Why comply with GDPR?
There are both ethical and business reasons for compliance. It’s important to protect the privacy of people who enter your business environment. GDPR is a carefully thought-out regulation which helps companies operating in the EU establish correct practices and became legally enforceable in May of 2018. Failure to comply can result in substantial penalties and fines.
Integrations with third parties
iLobby can be configured to use additional services available through various third party vendors through integrations. These may include message delivery, 3rd party screening, access control and many more. Please examine individual third party privacy and disclosure statements for their compliance. Some of the vendors and their statements are listed at the end of this document.
When it comes to visitor management, following main topics need to be considered as part of the scope:
Processor vs. Controller
The Processor and Controller roles describe ownership, control and custodianship responsibilities for involved parties. Please consult GDPR legislation (link provided at the end of the document) for a detailed explanation on the roles of each. iLobby classifies each party as per the following:
1. Visitor – Controller
2. Customer – Partially both, Controller and Processor
3. iLobby – Processor
Right to be forgotten
iLobby provides the ability for the Controller to request to have their personal details removed from the iLobby system. This request can be manual or automated. Please consult your account representative for details on available data retention periods and automation triggers.

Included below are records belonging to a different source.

//! Expression parsing.
//!
//! Every builder takes the remaining recursion budget. `get_expression` spends
//! one level per node it builds and hands `budget - 1` to the operand builders,
//! which pass it on unchanged to their nested `get_expression` calls.

use tracing::trace;

use super::Parser;
use crate::ast::{Expression, Identifier, PpidReference};
use crate::error::{ParseError, Status};
use crate::grammar::ExpressionForm;
use crate::reader::Reader;
use crate::symbols::{IdentifierRegister, VariableIdAllocator};

impl Parser {
    /// Parse one expression.
    ///
    /// Fails with `RecursionLimitExceeded` before reading anything when the
    /// budget is spent.
    pub(super) fn get_expression<R: Reader + ?Sized>(
        &self,
        reader: &mut R,
        allocator: &mut VariableIdAllocator,
        register: &mut IdentifierRegister,
        max_recursion_depth: usize,
    ) -> Status<Expression> {
        let position = reader.position();
        if max_recursion_depth == 0 {
            return Err(ParseError::RecursionLimitExceeded { position });
        }

        let token = self.expect_token(reader, "an expression")?;
        let nested = max_recursion_depth - 1;

        // Integer literal
        if token.is_integer() {
            let value = token.text.parse::<i64>().map_err(|_| {
                ParseError::malformed(
                    position,
                    format!("integer literal `{}` out of range", token.text),
                )
            })?;
            return Ok(Expression::integer(value));
        }

        // Grammar-defined expression
        if let Some(rule) = self.grammar.expression(&token.text) {
            trace!("{} at token {} (budget {})", rule.name, position, max_recursion_depth);
            return match rule.form {
                ExpressionForm::Arithmetic { operator } => {
                    let (left, right) =
                        self.get_binary_operator_operands(reader, allocator, register, nested)?;
                    Ok(Expression::arithmetic(rule.name.clone(), operator, left, right))
                }
                ExpressionForm::Assignment => {
                    let (target, value) =
                        self.get_assignment_operands(register, reader, allocator, nested)?;
                    Ok(Expression::assignment(target, value))
                }
                ExpressionForm::Ppid => {
                    let reference = self.get_variable_ppid(register, &token.text, position)?;
                    Ok(Expression::Ppid(reference))
                }
            };
        }

        // Statement ended before every operand was supplied
        if self.grammar.terminator() == Some(token.text.as_str()) {
            return Err(ParseError::grammar_mismatch(
                "expression",
                position,
                format!("expected an operand, found terminator `{}`", token.text),
            ));
        }

        // Variable reference
        if token.is_word() && !self.grammar.is_reserved(&token.text) {
            return match register.get(&token.text) {
                Some(entry) if entry.is_declared() => {
                    Ok(Expression::variable(token.text, entry.id))
                }
                _ => Err(ParseError::undeclared(token.text, position)),
            };
        }

        Err(ParseError::unknown_operation(token.text, position))
    }

    /// Parse the left and then the right operand of an arithmetic node.
    pub(super) fn get_binary_operator_operands<R: Reader + ?Sized>(
        &self,
        reader: &mut R,
        allocator: &mut VariableIdAllocator,
        register: &mut IdentifierRegister,
        max_recursion_depth: usize,
    ) -> Status<(Expression, Expression)> {
        let left = self.get_expression(reader, allocator, register, max_recursion_depth)?;
        let right = self.get_expression(reader, allocator, register, max_recursion_depth)?;
        Ok((left, right))
    }

    /// Parse an assignment target and its value.
    ///
    /// A new target is registered as pending before the value is parsed and
    /// only becomes visible to references once the value succeeds. A known
    /// target keeps its id. Nothing is undone here on failure: the enclosing
    /// `get_instruction` rolls the register back.
    pub(super) fn get_assignment_operands<R: Reader + ?Sized>(
        &self,
        register: &mut IdentifierRegister,
        reader: &mut R,
        allocator: &mut VariableIdAllocator,
        max_recursion_depth: usize,
    ) -> Status<(Identifier, Expression)> {
        let position = reader.position();
        let token = self.expect_token(reader, "an assignment target")?;
        if !token.is_word() || self.grammar.is_reserved(&token.text) {
            return Err(ParseError::grammar_mismatch(
                "assignment",
                position,
                format!("expected an identifier, found `{}`", token.text),
            ));
        }

        let (id, fresh) = register.register(&token.text, allocator);
        if fresh {
            trace!("Registered {} as {}", token.text, id);
        }

        let value = self.get_expression(reader, allocator, register, max_recursion_depth)?;
        register.declare(&token.text);

        Ok((Identifier::new(token.text, id), value))
    }

    /// Resolve a PPID reference to the most recently declared identifier.
    pub(super) fn get_variable_ppid(
        &self,
        register: &IdentifierRegister,
        token: &str,
        position: usize,
    ) -> Status<PpidReference> {
        register
            .latest_declared()
            .map(|(name, entry)| PpidReference {
                name: name.to_string(),
                id: entry.id,
            })
            .ok_or_else(|| ParseError::undeclared(token, position))
    }
}
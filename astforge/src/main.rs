//! astforge binary
//!
//! Run with: `astforge [OPTIONS] [PROGRAM]`

use std::fs;
use std::io::{self, Read, Write};
use std::path::{Path, PathBuf};

use anyhow::{Context, Result};
use clap::{Parser as ClapParser, Subcommand};
use tracing::{debug, error, info};
use tracing_subscriber::EnvFilter;

use astforge::{
    CorruptionConfig, GeneratorConfig, Grammar, IdentifierRegister, Instruction, Parser,
    TokenReader, VariableIdAllocator,
};

/// Grammar used when `--grammar` is not given.
const DEFAULT_GRAMMAR: &str = include_str!("../grammars/default.yaml");

#[derive(ClapParser)]
#[command(name = "astforge")]
#[command(about = "Generate instruction trees from a grammar and a prefix-notation program")]
#[command(version)]
struct Cli {
    #[command(subcommand)]
    command: Option<Commands>,

    /// Program to read (reads from stdin if not provided)
    #[arg(value_name = "PROGRAM")]
    program: Option<PathBuf>,

    /// Grammar file (.yaml, .yml or .toml)
    #[arg(short, long, global = true)]
    grammar: Option<PathBuf>,

    /// Generator configuration file (TOML)
    #[arg(short = 'c', long)]
    config: Option<PathBuf>,

    /// Maximum expression nesting per instruction
    #[arg(long)]
    max_depth: Option<usize>,

    /// Never take the corruption path
    #[arg(long)]
    pure: bool,

    /// Seed for the corruption roll
    #[arg(long, env = "ASTFORGE_SEED")]
    seed: Option<u64>,

    /// Probability in [0, 1] that an instruction is corrupted
    #[arg(long)]
    corruption_rate: Option<f64>,

    /// Pretty-print each instruction instead of one JSON object per line
    #[arg(long)]
    pretty: bool,

    /// Verbose output
    #[arg(short, long, global = true)]
    verbose: bool,
}

#[derive(Subcommand)]
enum Commands {
    /// Print the default configuration
    Config,
    /// Validate a grammar and print it back as YAML
    CheckGrammar,
}

fn main() -> Result<()> {
    let cli = Cli::parse();

    // Initialize logging
    let filter = if cli.verbose { "debug" } else { "info" };
    tracing_subscriber::fmt()
        .with_env_filter(
            EnvFilter::try_from_default_env().unwrap_or_else(|_| EnvFilter::new(filter)),
        )
        .with_writer(io::stderr)
        .init();

    match &cli.command {
        Some(Commands::Config) => {
            let config = GeneratorConfig::default();
            println!("{}", serde_json::to_string_pretty(&config)?);
            return Ok(());
        }
        Some(Commands::CheckGrammar) => {
            let grammar = load_grammar(cli.grammar.as_deref())?;
            print!("{}", grammar.to_yaml()?);
            return Ok(());
        }
        None => {}
    }

    let config = build_config(&cli)?;
    let grammar = load_grammar(cli.grammar.as_deref())?;
    let source = read_program(cli.program.as_deref())?;

    let parser = Parser::with_config(grammar, &config);
    let mut reader = TokenReader::from_source(&source).context("Failed to tokenize program")?;
    let mut register = IdentifierRegister::new();
    let mut allocator = VariableIdAllocator::new();

    debug!(
        "Generating with depth {}, corruption rate {}, seed {}",
        config.max_recursion_depth, config.corruption.rate, config.corruption.seed
    );

    let (instructions, failure) = match parser.parse_all(
        &mut reader,
        &mut register,
        &mut allocator,
        config.max_recursion_depth,
    ) {
        Ok(instructions) => (instructions, None),
        Err(err) => (err.instructions, Some(err.error)),
    };

    emit(&instructions, cli.pretty)?;

    let corrupted = instructions.iter().filter(|i| i.is_corrupted()).count();
    info!(
        "Generated {} instructions ({} corrupted), {} identifiers",
        instructions.len(),
        corrupted,
        register.len()
    );

    if let Some(err) = failure {
        error!("{}", err);
        std::process::exit(1);
    }

    Ok(())
}

fn build_config(cli: &Cli) -> Result<GeneratorConfig> {
    let mut config = match &cli.config {
        Some(path) => GeneratorConfig::load(path)
            .with_context(|| format!("Failed to load config file: {}", path.display()))?,
        None => GeneratorConfig::default(),
    };

    // Override with CLI options
    if let Some(depth) = cli.max_depth {
        config.max_recursion_depth = depth;
    }
    if cli.pure {
        config.pure_run = true;
    }
    if let Some(seed) = cli.seed {
        config.corruption.seed = seed;
    }
    if let Some(rate) = cli.corruption_rate {
        config.corruption = CorruptionConfig {
            rate,
            ..config.corruption
        };
        config.corruption.validate()?;
    }

    Ok(config)
}

fn load_grammar(path: Option<&Path>) -> Result<Grammar> {
    match path {
        Some(path) => {
            debug!("Loading grammar: {}", path.display());
            Grammar::load(path)
                .with_context(|| format!("Failed to load grammar: {}", path.display()))
        }
        None => Grammar::from_yaml_str(DEFAULT_GRAMMAR).context("Built-in grammar is invalid"),
    }
}

fn read_program(path: Option<&Path>) -> Result<String> {
    match path {
        Some(path) => fs::read_to_string(path)
            .with_context(|| format!("Failed to read program: {}", path.display())),
        None => {
            let mut source = String::new();
            io::stdin()
                .read_to_string(&mut source)
                .context("Failed to read from stdin")?;
            Ok(source)
        }
    }
}

fn emit(instructions: &[Instruction], pretty: bool) -> Result<()> {
    let stdout = io::stdout();
    let mut out = stdout.lock();
    for instruction in instructions {
        let line = if pretty {
            serde_json::to_string_pretty(instruction)?
        } else {
            serde_json::to_string(instruction)?
        };
        writeln!(out, "{}", line)?;
    }
    out.flush()?;
    Ok(())
}
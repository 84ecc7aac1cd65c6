//! Token cursor the parser pulls from.
//!
//! The parser never seeks backwards on a successful path. A failed
//! `get_instruction` rewinds to the position where the attempt began, so the
//! same input can be retried against a different grammar or budget.

use crate::error::Status;
use crate::lexer::{tokenize, Token};

/// Pull cursor over tokens.
pub trait Reader {
    /// The next token without consuming it.
    fn peek(&self) -> Option<&Token>;

    /// Consume and return the next token.
    fn next_token(&mut self) -> Option<Token>;

    /// Index of the next token.
    fn position(&self) -> usize;

    /// Move the cursor back to `position`, previously returned by
    /// [`position`](Reader::position).
    fn rewind(&mut self, position: usize);

    fn is_at_end(&self) -> bool {
        self.peek().is_none()
    }
}

/// [`Reader`] over an in-memory token vector.
#[derive(Debug, Clone, Default)]
pub struct TokenReader {
    tokens: Vec<Token>,
    cursor: usize,
}

impl TokenReader {
    pub fn new(tokens: Vec<Token>) -> Self {
        Self { tokens, cursor: 0 }
    }

    /// Lex `source` and read from the resulting tokens.
    pub fn from_source(source: &str) -> Status<Self> {
        Ok(Self::new(tokenize(source)?))
    }

    /// Read pre-split words, classifying each as the lexer would.
    pub fn from_words<S: AsRef<str>>(words: &[S]) -> Self {
        Self::new(words.iter().map(|w| Token::synthesize(w.as_ref())).collect())
    }

    /// Tokens not yet consumed.
    pub fn remaining(&self) -> &[Token] {
        &self.tokens[self.cursor..]
    }

    pub fn len(&self) -> usize {
        self.tokens.len()
    }

    pub fn is_empty(&self) -> bool {
        self.tokens.is_empty()
    }
}

impl Reader for TokenReader {
    fn peek(&self) -> Option<&Token> {
        self.tokens.get(self.cursor)
    }

    fn next_token(&mut self) -> Option<Token> {
        let token = self.tokens.get(self.cursor)?.clone();
        self.cursor += 1;
        Some(token)
    }

    fn position(&self) -> usize {
        self.cursor
    }

    fn rewind(&mut self, position: usize) {
        self.cursor = position.min(self.tokens.len());
    }
}

#[cfg(test)]
mod tests {
    use super::*;

    #[test]
    fn test_peek_does_not_consume() {
        let mut reader = TokenReader::from_words(&["print", "1"]);
        assert_eq!(reader.peek().unwrap().text, "print");
        assert_eq!(reader.position(), 0);
        assert_eq!(reader.next_token().unwrap().text, "print");
        assert_eq!(reader.position(), 1);
    }

    #[test]
    fn test_end_of_input() {
        let mut reader = TokenReader::from_words(&["x"]);
        reader.next_token();
        assert!(reader.is_at_end());
        assert!(reader.next_token().is_none());
        assert_eq!(reader.position(), 1);
    }

    #[test]
    fn test_rewind() {
        let mut reader = TokenReader::from_source("let x + 1 2").unwrap();
        let start = reader.position();
        reader.next_token();
        reader.next_token();
        reader.rewind(start);
        assert_eq!(reader.remaining().len(), 5);
        assert_eq!(reader.peek().unwrap().text, "let");
    }
}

Controller should be provided with a legal disclaimer outlining the reasons and the type of the information being collected. iLobby is able to display legal documents and obtain acceptance during both, the sign-in process and pre-registration.
Data security, transport and storage
In addition to having the data encrypted at rest and in transit, iLobby offers geo-distributed storage, allowing customer to store all PII And GDPR sensitive data within the borders of the EU and even within specific countries when required. Our cloud infrastructure is outsourced to Microsoft and falls under certifications outlined in the Microsoft Azure’s Trust Center.